Work required:
Once you reach the line containing "Recording slot ──────────────────────────────────────" in the entries below, write out that line and each one after it down to the line containing "self.audio_ref = Some(uri.clone());", exactly and with nothing added.

***

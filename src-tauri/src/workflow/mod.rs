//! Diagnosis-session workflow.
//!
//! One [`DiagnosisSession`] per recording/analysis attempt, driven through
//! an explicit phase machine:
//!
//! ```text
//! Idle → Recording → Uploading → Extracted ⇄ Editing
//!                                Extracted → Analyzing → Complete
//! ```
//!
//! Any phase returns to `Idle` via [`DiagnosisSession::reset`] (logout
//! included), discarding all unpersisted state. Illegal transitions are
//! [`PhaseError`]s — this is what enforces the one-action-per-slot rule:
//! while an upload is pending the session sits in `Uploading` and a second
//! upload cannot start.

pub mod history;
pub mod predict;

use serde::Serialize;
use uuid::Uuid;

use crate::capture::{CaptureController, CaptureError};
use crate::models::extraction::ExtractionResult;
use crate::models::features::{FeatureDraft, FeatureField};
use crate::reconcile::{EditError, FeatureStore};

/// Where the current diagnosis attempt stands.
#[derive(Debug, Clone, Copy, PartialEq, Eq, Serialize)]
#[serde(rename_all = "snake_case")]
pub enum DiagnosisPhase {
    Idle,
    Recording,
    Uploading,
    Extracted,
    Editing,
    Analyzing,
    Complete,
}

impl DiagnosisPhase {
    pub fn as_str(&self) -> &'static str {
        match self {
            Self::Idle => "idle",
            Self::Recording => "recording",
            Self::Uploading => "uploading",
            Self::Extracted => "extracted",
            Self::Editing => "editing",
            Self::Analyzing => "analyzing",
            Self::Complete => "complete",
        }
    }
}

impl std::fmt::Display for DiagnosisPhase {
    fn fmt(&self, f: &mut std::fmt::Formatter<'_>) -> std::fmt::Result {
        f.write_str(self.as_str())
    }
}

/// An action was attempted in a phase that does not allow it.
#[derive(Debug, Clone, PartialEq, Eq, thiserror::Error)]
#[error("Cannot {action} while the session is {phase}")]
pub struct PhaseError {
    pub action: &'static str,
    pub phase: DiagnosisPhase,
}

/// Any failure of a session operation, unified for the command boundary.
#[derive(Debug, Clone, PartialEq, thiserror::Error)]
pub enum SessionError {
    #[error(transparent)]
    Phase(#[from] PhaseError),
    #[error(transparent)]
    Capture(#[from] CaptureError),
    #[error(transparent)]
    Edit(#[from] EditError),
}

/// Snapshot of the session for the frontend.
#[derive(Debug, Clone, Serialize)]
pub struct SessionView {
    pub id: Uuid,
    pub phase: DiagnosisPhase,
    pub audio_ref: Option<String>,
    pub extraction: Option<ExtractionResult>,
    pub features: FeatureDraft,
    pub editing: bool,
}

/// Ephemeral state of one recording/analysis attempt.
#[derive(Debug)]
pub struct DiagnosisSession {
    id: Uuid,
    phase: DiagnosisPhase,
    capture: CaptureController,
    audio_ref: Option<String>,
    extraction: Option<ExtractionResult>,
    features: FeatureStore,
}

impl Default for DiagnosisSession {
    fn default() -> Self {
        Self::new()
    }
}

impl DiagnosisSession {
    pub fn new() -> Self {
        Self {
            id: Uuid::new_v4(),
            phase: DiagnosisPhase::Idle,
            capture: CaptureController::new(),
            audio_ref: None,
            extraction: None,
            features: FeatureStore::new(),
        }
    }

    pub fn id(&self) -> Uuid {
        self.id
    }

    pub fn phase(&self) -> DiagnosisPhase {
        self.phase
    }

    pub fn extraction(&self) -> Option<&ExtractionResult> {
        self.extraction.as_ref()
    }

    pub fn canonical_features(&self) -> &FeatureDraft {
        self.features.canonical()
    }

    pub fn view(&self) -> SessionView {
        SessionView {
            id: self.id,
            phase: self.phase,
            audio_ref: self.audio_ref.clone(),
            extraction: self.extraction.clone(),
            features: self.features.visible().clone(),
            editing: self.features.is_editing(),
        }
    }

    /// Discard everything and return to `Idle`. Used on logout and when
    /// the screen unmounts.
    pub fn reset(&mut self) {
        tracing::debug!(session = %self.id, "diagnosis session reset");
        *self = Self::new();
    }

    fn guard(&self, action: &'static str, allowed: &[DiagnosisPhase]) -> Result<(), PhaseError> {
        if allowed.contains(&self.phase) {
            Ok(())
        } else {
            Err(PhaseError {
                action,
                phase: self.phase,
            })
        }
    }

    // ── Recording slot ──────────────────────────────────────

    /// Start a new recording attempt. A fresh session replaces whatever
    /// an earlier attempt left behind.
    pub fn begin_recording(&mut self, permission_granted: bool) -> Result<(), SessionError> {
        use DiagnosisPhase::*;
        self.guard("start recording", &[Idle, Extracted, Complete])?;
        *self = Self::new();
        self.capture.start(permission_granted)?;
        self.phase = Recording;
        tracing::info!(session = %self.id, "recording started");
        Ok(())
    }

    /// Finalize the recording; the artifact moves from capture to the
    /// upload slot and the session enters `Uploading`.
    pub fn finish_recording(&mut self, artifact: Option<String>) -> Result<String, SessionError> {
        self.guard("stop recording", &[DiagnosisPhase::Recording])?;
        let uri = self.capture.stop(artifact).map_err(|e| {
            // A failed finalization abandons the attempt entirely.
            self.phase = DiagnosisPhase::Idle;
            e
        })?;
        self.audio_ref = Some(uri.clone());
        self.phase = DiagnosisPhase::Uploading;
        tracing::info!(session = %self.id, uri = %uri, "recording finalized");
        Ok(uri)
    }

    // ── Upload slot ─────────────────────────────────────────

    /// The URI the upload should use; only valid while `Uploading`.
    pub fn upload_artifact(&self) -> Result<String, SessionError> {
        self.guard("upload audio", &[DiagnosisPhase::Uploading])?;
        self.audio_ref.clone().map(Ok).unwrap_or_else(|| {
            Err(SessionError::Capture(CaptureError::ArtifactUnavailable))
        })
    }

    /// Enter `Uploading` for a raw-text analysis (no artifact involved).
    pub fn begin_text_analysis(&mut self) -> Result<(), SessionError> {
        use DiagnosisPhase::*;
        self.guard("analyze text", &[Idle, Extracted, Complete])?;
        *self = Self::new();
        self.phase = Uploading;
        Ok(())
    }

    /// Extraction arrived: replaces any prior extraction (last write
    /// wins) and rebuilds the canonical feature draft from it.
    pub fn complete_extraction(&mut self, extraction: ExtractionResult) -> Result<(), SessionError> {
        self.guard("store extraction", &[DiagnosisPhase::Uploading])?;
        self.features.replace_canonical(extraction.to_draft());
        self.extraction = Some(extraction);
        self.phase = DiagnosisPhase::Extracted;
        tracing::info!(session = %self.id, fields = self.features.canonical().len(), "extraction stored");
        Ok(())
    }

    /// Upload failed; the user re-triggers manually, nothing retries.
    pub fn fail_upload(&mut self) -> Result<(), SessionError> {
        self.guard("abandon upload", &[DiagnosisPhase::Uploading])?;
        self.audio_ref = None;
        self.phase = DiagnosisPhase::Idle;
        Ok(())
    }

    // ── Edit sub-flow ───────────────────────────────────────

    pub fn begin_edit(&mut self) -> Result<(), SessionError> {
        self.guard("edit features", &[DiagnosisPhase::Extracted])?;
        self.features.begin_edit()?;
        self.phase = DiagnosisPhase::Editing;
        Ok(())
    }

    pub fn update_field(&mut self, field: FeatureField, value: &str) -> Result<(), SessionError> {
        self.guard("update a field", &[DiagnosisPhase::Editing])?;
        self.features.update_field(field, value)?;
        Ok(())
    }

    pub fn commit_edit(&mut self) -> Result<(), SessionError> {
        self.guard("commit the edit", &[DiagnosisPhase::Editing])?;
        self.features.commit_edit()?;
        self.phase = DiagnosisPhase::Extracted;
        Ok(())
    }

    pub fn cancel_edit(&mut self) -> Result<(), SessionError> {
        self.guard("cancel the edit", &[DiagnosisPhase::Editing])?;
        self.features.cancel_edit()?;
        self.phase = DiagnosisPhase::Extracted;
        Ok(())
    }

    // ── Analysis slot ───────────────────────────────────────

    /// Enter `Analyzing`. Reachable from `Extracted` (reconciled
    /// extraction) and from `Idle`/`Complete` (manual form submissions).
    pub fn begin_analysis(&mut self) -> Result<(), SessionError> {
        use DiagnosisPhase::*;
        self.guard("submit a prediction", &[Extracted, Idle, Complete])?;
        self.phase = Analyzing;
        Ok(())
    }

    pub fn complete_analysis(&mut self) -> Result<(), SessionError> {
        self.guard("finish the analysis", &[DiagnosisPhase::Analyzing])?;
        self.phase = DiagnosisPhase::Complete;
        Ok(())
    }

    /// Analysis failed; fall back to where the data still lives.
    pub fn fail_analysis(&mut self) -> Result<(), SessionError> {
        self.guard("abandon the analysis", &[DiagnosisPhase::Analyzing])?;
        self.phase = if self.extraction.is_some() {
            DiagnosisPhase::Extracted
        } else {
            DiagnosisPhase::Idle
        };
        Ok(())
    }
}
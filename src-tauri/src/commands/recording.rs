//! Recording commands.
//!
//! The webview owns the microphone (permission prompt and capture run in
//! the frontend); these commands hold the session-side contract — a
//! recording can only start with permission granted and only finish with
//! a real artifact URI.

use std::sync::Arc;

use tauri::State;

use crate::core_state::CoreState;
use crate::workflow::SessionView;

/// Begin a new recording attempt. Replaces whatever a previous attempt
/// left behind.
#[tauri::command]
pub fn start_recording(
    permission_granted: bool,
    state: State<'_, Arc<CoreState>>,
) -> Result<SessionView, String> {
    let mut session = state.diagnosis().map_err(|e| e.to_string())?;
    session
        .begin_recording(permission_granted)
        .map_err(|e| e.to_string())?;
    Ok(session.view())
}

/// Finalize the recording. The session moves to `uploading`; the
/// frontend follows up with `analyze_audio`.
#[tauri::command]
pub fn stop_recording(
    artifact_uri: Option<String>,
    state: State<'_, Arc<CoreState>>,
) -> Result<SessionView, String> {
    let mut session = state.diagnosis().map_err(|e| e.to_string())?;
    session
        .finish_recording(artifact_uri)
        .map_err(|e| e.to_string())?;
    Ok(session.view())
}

***

Problem solution:
    // ── Recording slot ──────────────────────────────────────

    /// Start a new recording attempt. A fresh session replaces whatever
    /// an earlier attempt left behind.
    pub fn begin_recording(&mut self, permission_granted: bool) -> Result<(), SessionError> {
        use DiagnosisPhase::*;
        self.guard("start recording", &[Idle, Extracted, Complete])?;
        *self = Self::new();
        self.capture.start(permission_granted)?;
        self.phase = Recording;
        tracing::info!(session = %self.id, "recording started");
        Ok(())
    }

    /// Finalize the recording; the artifact moves from capture to the
    /// upload slot and the session enters `Uploading`.
    pub fn finish_recording(&mut self, artifact: Option<String>) -> Result<String, SessionError> {
        self.guard("stop recording", &[DiagnosisPhase::Recording])?;
        let uri = self.capture.stop(artifact).map_err(|e| {
            // A failed finalization abandons the attempt entirely.
            self.phase = DiagnosisPhase::Idle;
            e
        })?;
        self.audio_ref = Some(uri.clone());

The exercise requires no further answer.